In the DSL query above, you will see the encoded string %2C (‘,’) following after the data type. That comma is indicating that we want to look at the values assigned to the property name immediately following…which in this case is the property named ‘columns’. Specifically, the example above is requesting all Hive tables in which there exists a column named ‘tweet_id’. The use of the ’+’ to separate keywords is just as it has been for the other dsl queries, however, for the query of the sub-property it must be entirely encoded as you can see in the example above.

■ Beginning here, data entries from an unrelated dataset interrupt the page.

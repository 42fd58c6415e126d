//! The line hook: the interpreter's interception seam.
//!
//! An [`Interpreter`](crate::Interpreter) borrows one `&mut dyn LineHook` for
//! the duration of a run and calls it immediately before each source line
//! executes, in whichever frame is running. There is no global hook slot:
//! two interpreters never share a hook.

use crate::interp::{Frame, FrameKind};
use crate::value::{Name, Value};

pub trait LineHook {
    fn on_line(&mut self, ctx: &LineContext<'_>);
}

/// A hook that observes nothing.
pub struct NoopHook;

impl LineHook for NoopHook {
    fn on_line(&mut self, _ctx: &LineContext<'_>) {}
}

impl<F: FnMut(&LineContext<'_>)> LineHook for F {
    fn on_line(&mut self, ctx: &LineContext<'_>) {
        self(ctx)
    }
}

/// The live execution context at one line event.
pub struct LineContext<'a> {
    pub(crate) source_id: &'a str,
    /// Outermost (`<module>`) first.
    pub(crate) frames: &'a [Frame],
}

impl<'a> LineContext<'a> {
    /// Identifies the program being run, e.g. `<string>`.
    pub fn source_id(&self) -> &'a str {
        self.source_id
    }

    /// The line about to execute in the innermost frame.
    pub fn line(&self) -> u32 {
        self.frames.last().map(|f| f.line).unwrap_or(0)
    }

    /// Number of active frames.
    pub fn depth(&self) -> usize {
        self.frames.len()
    }

    pub fn innermost(&self) -> Option<FrameView<'a>> {
        self.frames.last().map(|frame| FrameView { frame })
    }

    /// Active frames, outermost first. Use `.rev()` to walk from the
    /// innermost frame out through its callers.
    pub fn frames(&self) -> impl DoubleEndedIterator<Item = FrameView<'a>> + ExactSizeIterator + 'a {
        self.frames.iter().map(|frame| FrameView { frame })
    }
}

/// A read-only view of one active frame.
#[derive(Clone, Copy)]
pub struct FrameView<'a> {
    frame: &'a Frame,
}

impl<'a> FrameView<'a> {
    /// `<module>`, a function name, `<lambda>`, or a class name while its
    /// body runs.
    pub fn function(&self) -> &'a str {
        &self.frame.name
    }

    pub fn line(&self) -> u32 {
        self.frame.line
    }

    pub fn is_module(&self) -> bool {
        matches!(self.frame.kind, FrameKind::Module)
    }

    /// The frame's local bindings in binding order; for the module frame
    /// these are the globals. Returns `None` if the bindings are being
    /// mutated right now, which cannot happen between statements.
    pub fn bindings(&self) -> Option<Vec<(Name, Value)>> {
        let locals = self.frame.locals.try_borrow().ok()?;
        Some(locals.iter().map(|(k, v)| (k.clone(), v.clone())).collect())
    }
}
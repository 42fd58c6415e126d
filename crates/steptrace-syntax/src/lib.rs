//! Front end for the traced language: a dynamically typed,
//! indentation-structured Python subset.
//!
//! The crate turns source text into an [`ast::Module`]. Nothing here executes
//! code; `steptrace-runtime` walks the tree produced by [`parse`].
//!
//! # Pipeline
//!
//! - `tree-sitter-python` parses the text into a concrete syntax tree.
//! - The lowering pass walks that tree into [`ast`], rejecting constructs the
//!   runtime does not support and nesting deep enough to exhaust the stack.
//!   Statements carry the 1-based line they start on, which is what the
//!   runtime reports to line hooks.
//!
//! Any failure is a [`CompileError`]: the program never starts running.

pub mod ast;
pub mod error;
mod lower;

use tree_sitter::Parser;

pub use error::{CompileError, CompileErrorKind};

/// Parses a complete program.
///
/// An empty (or whitespace/comment only) source yields a module with an empty
/// body.
pub fn parse(source: &str) -> Result<ast::Module, CompileError> {
    let mut parser = Parser::new();
    parser
        .set_language(&tree_sitter_python::LANGUAGE.into())
        .map_err(|e| CompileError::syntax(format!("grammar unavailable: {e}"), 1, 1))?;
    let tree = parser
        .parse(source, None)
        .ok_or_else(|| CompileError::syntax("source could not be parsed", 1, 1))?;
    lower::module(&tree, source)
}

#[cfg(test)]
mod tests {
    use super::*;
    use proptest::prelude::*;

    #[test]
    fn empty_and_comment_only_sources_have_no_statements() {
        assert!(parse("").unwrap().body.is_empty());
        assert!(parse("# nothing here\n\n   \n").unwrap().body.is_empty());
    }

    #[test]
    fn missing_trailing_newline_is_fine() {
        let module = parse("if x:\n    y = 1").unwrap();
        assert_eq!(module.body.len(), 1);
    }

    proptest! {
        #[test]
        fn never_panics_on_arbitrary_input(src in "\\PC{0,200}") {
            let _ = parse(&src);
        }

        #[test]
        fn simple_assignments_always_parse(lines in proptest::collection::vec("v[a-z]{0,5} = [1-9][0-9]{0,3}", 0..12)) {
            let src = lines.join("\n");
            let module = parse(&src).unwrap();
            prop_assert_eq!(module.body.len(), lines.len());
        }
    }
}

The result from the above example is:
{ "count": 1, "dataType": { "attributeDefinitions": [ {… ], "hierarchicalMetaTypeName": "org.apache.atlas.typesystem.types.ClassType", "superTypes": [ "DataSet" ], "typeDescription": null, "typeName": "hive_column" }, "query": "hive_table, columns where name='tweet_id'", "queryType": "dsl", "requestId": "qtp1783047508-5868 - 3db60f55-8e7b-409b-9a6f-2abea20b8371", "results": [ { "$id$": { "$typeName$": "hive_column", "id": "b32fc0ab-2f66-4ad1-9728-ccd1d48dbf32", "state": "ACTIVE", "version": 0 },…

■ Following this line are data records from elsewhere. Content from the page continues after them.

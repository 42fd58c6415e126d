use serde::{Deserialize, Serialize};

/// Response body for `GET /health`.
#[derive(Debug, Serialize, Deserialize)]
pub struct HealthResponse {
    pub status: String,
    pub service: String,
    pub version: String,
}

/// Response body for `GET /api/v1/languages`.
#[derive(Debug, Serialize, Deserialize)]
pub struct LanguagesResponse {
    pub languages: Vec<LanguageInfo>,
}

#[derive(Debug, Serialize, Deserialize)]
pub struct LanguageInfo {
    pub name: String,
    /// Whether `POST /api/v1/execution/trace` accepts this language.
    pub tracing: bool,
}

As we see in the output above, only 1 entity was found with a columname equal to ‘tweet_id’. You will also note in the example above that the output is the exact same for all of the hive_table types covered so far in this article. If you wanted to you could make this query more powerful to return a limit of values and only include a select set of properties in the results output.
Our last type of query will free search the top level entity properties for the query string passed. The example below for example, is looking for any top level property which contains the string ‘sku’.

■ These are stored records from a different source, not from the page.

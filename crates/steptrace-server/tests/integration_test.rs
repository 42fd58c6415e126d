//! End-to-end tests for the steptrace HTTP API.
//!
//! Tests use `tower::ServiceExt::oneshot` to send requests directly to the
//! router without starting a network server. The router is built with the
//! inline executor, so no worker binary is needed.

use axum::body::Body;
use axum::http::{Request, StatusCode};
use axum::Router;
use serde_json::json;
use tower::ServiceExt;

use steptrace_server::config::ServerConfig;
use steptrace_server::router::build_router;
use steptrace_server::state::AppState;

// ---------------------------------------------------------------------------
// Test helpers
// ---------------------------------------------------------------------------

fn test_app() -> Router {
    build_router(AppState::new(ServerConfig::inline()))
}

/// Sends a POST request with a JSON body and returns (status, json).
async fn post_json(
    app: &Router,
    path: &str,
    body: serde_json::Value,
) -> (StatusCode, serde_json::Value) {
    let response = app
        .clone()
        .oneshot(
            Request::builder()
                .method("POST")
                .uri(path)
                .header("content-type", "application/json")
                .body(Body::from(serde_json::to_vec(&body).unwrap()))
                .unwrap(),
        )
        .await
        .unwrap();
    let status = response.status();
    let body_bytes = axum::body::to_bytes(response.into_body(), usize::MAX)
        .await
        .unwrap();
    let json: serde_json::Value =
        serde_json::from_slice(&body_bytes).unwrap_or(json!(null));
    (status, json)
}

/// Sends a GET request and returns (status, json).
async fn get_json(app: &Router, path: &str) -> (StatusCode, serde_json::Value) {
    let response = app
        .clone()
        .oneshot(Request::builder().uri(path).body(Body::empty()).unwrap())
        .await
        .unwrap();
    let status = response.status();
    let body_bytes = axum::body::to_bytes(response.into_body(), usize::MAX)
        .await
        .unwrap();
    let json: serde_json::Value =
        serde_json::from_slice(&body_bytes).unwrap_or(json!(null));
    (status, json)
}

// ---------------------------------------------------------------------------
// Metadata
// ---------------------------------------------------------------------------

#[tokio::test]
async fn health_reports_healthy() {
    let app = test_app();
    let (status, json) = get_json(&app, "/health").await;
    assert_eq!(status, StatusCode::OK);
    assert_eq!(json["status"], "healthy");
    assert!(json["version"].is_string());
}

#[tokio::test]
async fn languages_lists_python_with_tracing() {
    let app = test_app();
    let (status, json) = get_json(&app, "/api/v1/languages").await;
    assert_eq!(status, StatusCode::OK);
    assert_eq!(json["languages"], json!([{"name": "python", "tracing": true}]));
}

// ---------------------------------------------------------------------------
// Tracing
// ---------------------------------------------------------------------------

#[tokio::test]
async fn trace_is_forwarded_verbatim() {
    let app = test_app();
    let (status, json) = post_json(
        &app,
        "/api/v1/execution/trace",
        json!({"code": "x = 1\ny = 2\nz = x + y\n", "language": "python"}),
    )
    .await;
    assert_eq!(status, StatusCode::OK);
    let expected = serde_json::to_value(steptrace_tracer::trace("x = 1\ny = 2\nz = x + y\n", &[])).unwrap();
    assert_eq!(json, expected);
    assert_eq!(json["trace"].as_array().unwrap().len(), 3);
}

#[tokio::test]
async fn inputs_reach_the_program() {
    let app = test_app();
    let (status, json) = post_json(
        &app,
        "/api/v1/execution/trace",
        json!({"code": "n = int(input())\nm = n + 1\n", "input_data": [41]}),
    )
    .await;
    assert_eq!(status, StatusCode::OK);
    assert_eq!(json["trace"][1]["locals"]["n"], 41);
}

#[tokio::test]
async fn runtime_fault_is_a_trailing_entry() {
    let app = test_app();
    let (status, json) = post_json(
        &app,
        "/api/v1/execution/trace",
        json!({"code": "d = {}\nv = d['missing']\n"}),
    )
    .await;
    assert_eq!(status, StatusCode::OK);
    let entries = json["trace"].as_array().unwrap();
    assert_eq!(entries.last().unwrap()["error_type"], "KeyError");
    assert!(json.get("error").is_none());
}

#[tokio::test]
async fn compile_error_and_unknown_language_are_traces() {
    let app = test_app();
    let (status, json) = post_json(
        &app,
        "/api/v1/execution/trace",
        json!({"code": "if x\n"}),
    )
    .await;
    assert_eq!(status, StatusCode::OK);
    assert!(json["error"].as_str().unwrap().starts_with("SyntaxError"));

    let (status, json) = post_json(
        &app,
        "/api/v1/execution/trace",
        json!({"code": "x = 1", "language": "brainfuck"}),
    )
    .await;
    assert_eq!(status, StatusCode::OK);
    assert_eq!(
        json,
        json!({"error": "language 'brainfuck' is not supported for tracing"})
    );
}

#[tokio::test]
async fn invalid_requests_are_rejected() {
    let app = test_app();
    let (status, json) = post_json(
        &app,
        "/api/v1/execution/trace",
        json!({"code": "   "}),
    )
    .await;
    assert_eq!(status, StatusCode::BAD_REQUEST);
    assert_eq!(json["success"], false);
    assert_eq!(json["error"]["code"], "BAD_REQUEST");

    let (status, _) = post_json(
        &app,
        "/api/v1/execution/trace",
        json!({"code": "x = 1", "timeout": 0}),
    )
    .await;
    assert_eq!(status, StatusCode::BAD_REQUEST);

    let (status, json) = post_json(
        &app,
        "/api/v1/execution/trace",
        json!({"code": "x = 1", "timeout": 1000}),
    )
    .await;
    assert_eq!(status, StatusCode::BAD_REQUEST);
    assert!(json["error"]["message"].as_str().unwrap().contains("120"));
}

curl –iv -u admin:admin -X GET http://server1:21000/api/atlas/discovery/search/fulltext?query=sku
The search results for this query option are similar to the entity list option explored at the start of this article in that it only lists the entitys’ GUID where the query is equal to the text supplied (‘sku’ in this example). One other interesting output property is the score. The ‘score’ property is an attempt to evaluate the search output quality as you find in many search engines. The output below shows a sample response from the query above:
{ "count": 4, "query": "sku", "queryType": "full-text", "requestId": "qtp1783047508-5868 - 5270285e-5bf4-43e5-82ed-46dc8901c461", "results": [ { "guid": "d37cfeab-afbc-41d0-8dda-71da29043bc3", "score": 0.7805047, "typeName": "hive_process" }, { "guid": "b9b7dae2-775b-4c95-82b6-9d0ab2097a2c", "score": 0.65042055, "typeName": "hive_process" }, { "guid": "c22f07fd-7522-4f37-97eb-96e3a9bc16bc", "score": 0.6008328, "typeName": "hive_column" }, { "guid": "f23097c3-d836-4543-99d6-b08f6cdcc97a", "score": 0.6008328, "typeName": "hive_column" } ]}
Created on 09-16-2018 12:41 AM
This article is really very useful but has a silly but confusing (specially for HDP newbies) error where all occurrences of "Ranger user id" and "Ranger Admin Server" must be replaced by "Atlas User ID" and "Atlas Admin Server" respectively.